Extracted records
· · · · ·
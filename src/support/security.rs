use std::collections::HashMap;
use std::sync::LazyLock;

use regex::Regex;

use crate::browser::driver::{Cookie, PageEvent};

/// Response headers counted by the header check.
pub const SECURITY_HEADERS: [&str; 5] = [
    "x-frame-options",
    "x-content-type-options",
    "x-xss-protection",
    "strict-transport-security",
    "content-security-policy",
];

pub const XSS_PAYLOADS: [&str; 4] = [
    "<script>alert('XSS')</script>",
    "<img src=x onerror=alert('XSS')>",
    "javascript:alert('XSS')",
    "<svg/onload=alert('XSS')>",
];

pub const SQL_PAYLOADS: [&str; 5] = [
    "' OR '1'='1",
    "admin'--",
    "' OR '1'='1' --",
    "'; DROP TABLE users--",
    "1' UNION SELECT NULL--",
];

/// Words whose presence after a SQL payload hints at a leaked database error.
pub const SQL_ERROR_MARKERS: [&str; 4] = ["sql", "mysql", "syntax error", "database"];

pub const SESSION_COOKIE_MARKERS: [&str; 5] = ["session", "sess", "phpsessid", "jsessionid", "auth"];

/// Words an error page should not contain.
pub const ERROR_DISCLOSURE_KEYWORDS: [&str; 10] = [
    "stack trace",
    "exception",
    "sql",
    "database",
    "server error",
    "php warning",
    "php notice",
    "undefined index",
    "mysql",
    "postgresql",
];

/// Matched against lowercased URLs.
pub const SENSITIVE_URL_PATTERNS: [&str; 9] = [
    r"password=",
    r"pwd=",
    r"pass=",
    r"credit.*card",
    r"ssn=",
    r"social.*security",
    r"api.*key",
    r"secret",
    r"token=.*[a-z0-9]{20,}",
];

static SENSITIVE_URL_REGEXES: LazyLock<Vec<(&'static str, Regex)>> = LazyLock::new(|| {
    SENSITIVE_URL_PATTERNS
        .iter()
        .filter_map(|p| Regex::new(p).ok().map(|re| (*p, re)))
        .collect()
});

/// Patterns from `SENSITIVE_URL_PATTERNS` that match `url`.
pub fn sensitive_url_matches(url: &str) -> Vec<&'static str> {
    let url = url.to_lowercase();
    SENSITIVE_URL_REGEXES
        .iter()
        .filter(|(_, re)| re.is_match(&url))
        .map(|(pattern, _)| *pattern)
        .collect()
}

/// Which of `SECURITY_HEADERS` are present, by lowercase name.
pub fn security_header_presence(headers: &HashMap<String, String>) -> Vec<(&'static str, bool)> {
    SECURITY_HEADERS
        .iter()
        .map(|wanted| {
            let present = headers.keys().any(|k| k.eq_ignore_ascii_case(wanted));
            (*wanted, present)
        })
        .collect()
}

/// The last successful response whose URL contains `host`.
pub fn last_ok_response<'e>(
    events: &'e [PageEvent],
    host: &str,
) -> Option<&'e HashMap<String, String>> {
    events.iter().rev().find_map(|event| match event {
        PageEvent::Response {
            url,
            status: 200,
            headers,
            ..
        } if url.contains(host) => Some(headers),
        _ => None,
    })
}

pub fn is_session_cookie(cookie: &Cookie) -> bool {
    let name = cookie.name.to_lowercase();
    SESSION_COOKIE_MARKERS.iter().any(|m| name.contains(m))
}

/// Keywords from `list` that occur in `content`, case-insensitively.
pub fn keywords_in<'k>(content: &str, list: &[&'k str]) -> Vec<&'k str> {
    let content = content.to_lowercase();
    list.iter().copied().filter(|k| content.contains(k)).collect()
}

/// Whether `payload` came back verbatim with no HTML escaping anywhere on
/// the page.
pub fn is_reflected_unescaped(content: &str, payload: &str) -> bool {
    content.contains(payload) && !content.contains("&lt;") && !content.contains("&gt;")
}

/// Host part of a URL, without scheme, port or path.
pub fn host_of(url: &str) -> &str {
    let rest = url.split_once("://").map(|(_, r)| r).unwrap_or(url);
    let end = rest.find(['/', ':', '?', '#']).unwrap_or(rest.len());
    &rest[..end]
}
· · · · ·
* WHAT THIS TASK INVOLVES
Quote every entry exactly.

* REPLY TO THE TASK
filename src/support/security.rs
use std::collections::HashMap;
use std::sync::LazyLock;

use regex::Regex;

use crate::browser::driver::{Cookie, PageEvent};

/// Response headers counted by the header check.
pub const SECURITY_HEADERS: [&str; 5] = [
    "x-frame-options",
    "x-content-type-options",
    "x-xss-protection",
    "strict-transport-security",
    "content-security-policy",
];

pub const XSS_PAYLOADS: [&str; 4] = [
    "<script>alert('XSS')</script>",
    "<img src=x onerror=alert('XSS')>",
    "javascript:alert('XSS')",
    "<svg/onload=alert('XSS')>",
];

pub const SQL_PAYLOADS: [&str; 5] = [
    "' OR '1'='1",
    "admin'--",
    "' OR '1'='1' --",
    "'; DROP TABLE users--",
    "1' UNION SELECT NULL--",
];

/// Words whose presence after a SQL payload hints at a leaked database error.
pub const SQL_ERROR_MARKERS: [&str; 4] = ["sql", "mysql", "syntax error", "database"];

pub const SESSION_COOKIE_MARKERS: [&str; 5] = ["session", "sess", "phpsessid", "jsessionid", "auth"];

/// Words an error page should not contain.
pub const ERROR_DISCLOSURE_KEYWORDS: [&str; 10] = [
    "stack trace",
    "exception",
    "sql",
    "database",
    "server error",
    "php warning",
    "php notice",
    "undefined index",
    "mysql",
    "postgresql",
];

/// Matched against lowercased URLs.
pub const SENSITIVE_URL_PATTERNS: [&str; 9] = [
    r"password=",
    r"pwd=",
    r"pass=",
    r"credit.*card",
    r"ssn=",
    r"social.*security",
    r"api.*key",
    r"secret",
    r"token=.*[a-z0-9]{20,}",
];

static SENSITIVE_URL_REGEXES: LazyLock<Vec<(&'static str, Regex)>> = LazyLock::new(|| {
    SENSITIVE_URL_PATTERNS
        .iter()
        .filter_map(|p| Regex::new(p).ok().map(|re| (*p, re)))
        .collect()
});

/// Patterns from `SENSITIVE_URL_PATTERNS` that match `url`.
pub fn sensitive_url_matches(url: &str) -> Vec<&'static str> {
    let url = url.to_lowercase();
    SENSITIVE_URL_REGEXES
        .iter()
        .filter(|(_, re)| re.is_match(&url))
        .map(|(pattern, _)| *pattern)
        .collect()
}

/// Which of `SECURITY_HEADERS` are present, by lowercase name.
pub fn security_header_presence(headers: &HashMap<String, String>) -> Vec<(&'static str, bool)> {
    SECURITY_HEADERS
        .iter()
        .map(|wanted| {
            let present = headers.keys().any(|k| k.eq_ignore_ascii_case(wanted));
            (*wanted, present)
        })
        .collect()
}

/// The last successful response whose URL contains `host`.
pub fn last_ok_response<'e>(
    events: &'e [PageEvent],
    host: &str,
) -> Option<&'e HashMap<String, String>> {
    events.iter().rev().find_map(|event| match event {
        PageEvent::Response {
            url,
            status: 200,
            headers,
            ..
        } if url.contains(host) => Some(headers),
        _ => None,
    })
}

pub fn is_session_cookie(cookie: &Cookie) -> bool {
    let name = cookie.name.to_lowercase();
    SESSION_COOKIE_MARKERS.iter().any(|m| name.contains(m))
}

/// Keywords from `list` that occur in `content`, case-insensitively.
pub fn keywords_in<'k>(content: &str, list: &[&'k str]) -> Vec<&'k str> {
    let content = content.to_lowercase();
    list.iter().copied().filter(|k| content.contains(k)).collect()
}

/// Whether `payload` came back verbatim with no HTML escaping anywhere on
/// the page.
pub fn is_reflected_unescaped(content: &str, payload: &str) -> bool {
    content.contains(payload) && !content.contains("&lt;") && !content.contains("&gt;")
}

/// Host part of a URL, without scheme, port or path.
pub fn host_of(url: &str) -> &str {
    let rest = url.split_once("://").map(|(_, r)| r).unwrap_or(url);
    let end = rest.find(['/', ':', '?', '#']).unwrap_or(rest.len());
    &rest[..end]
}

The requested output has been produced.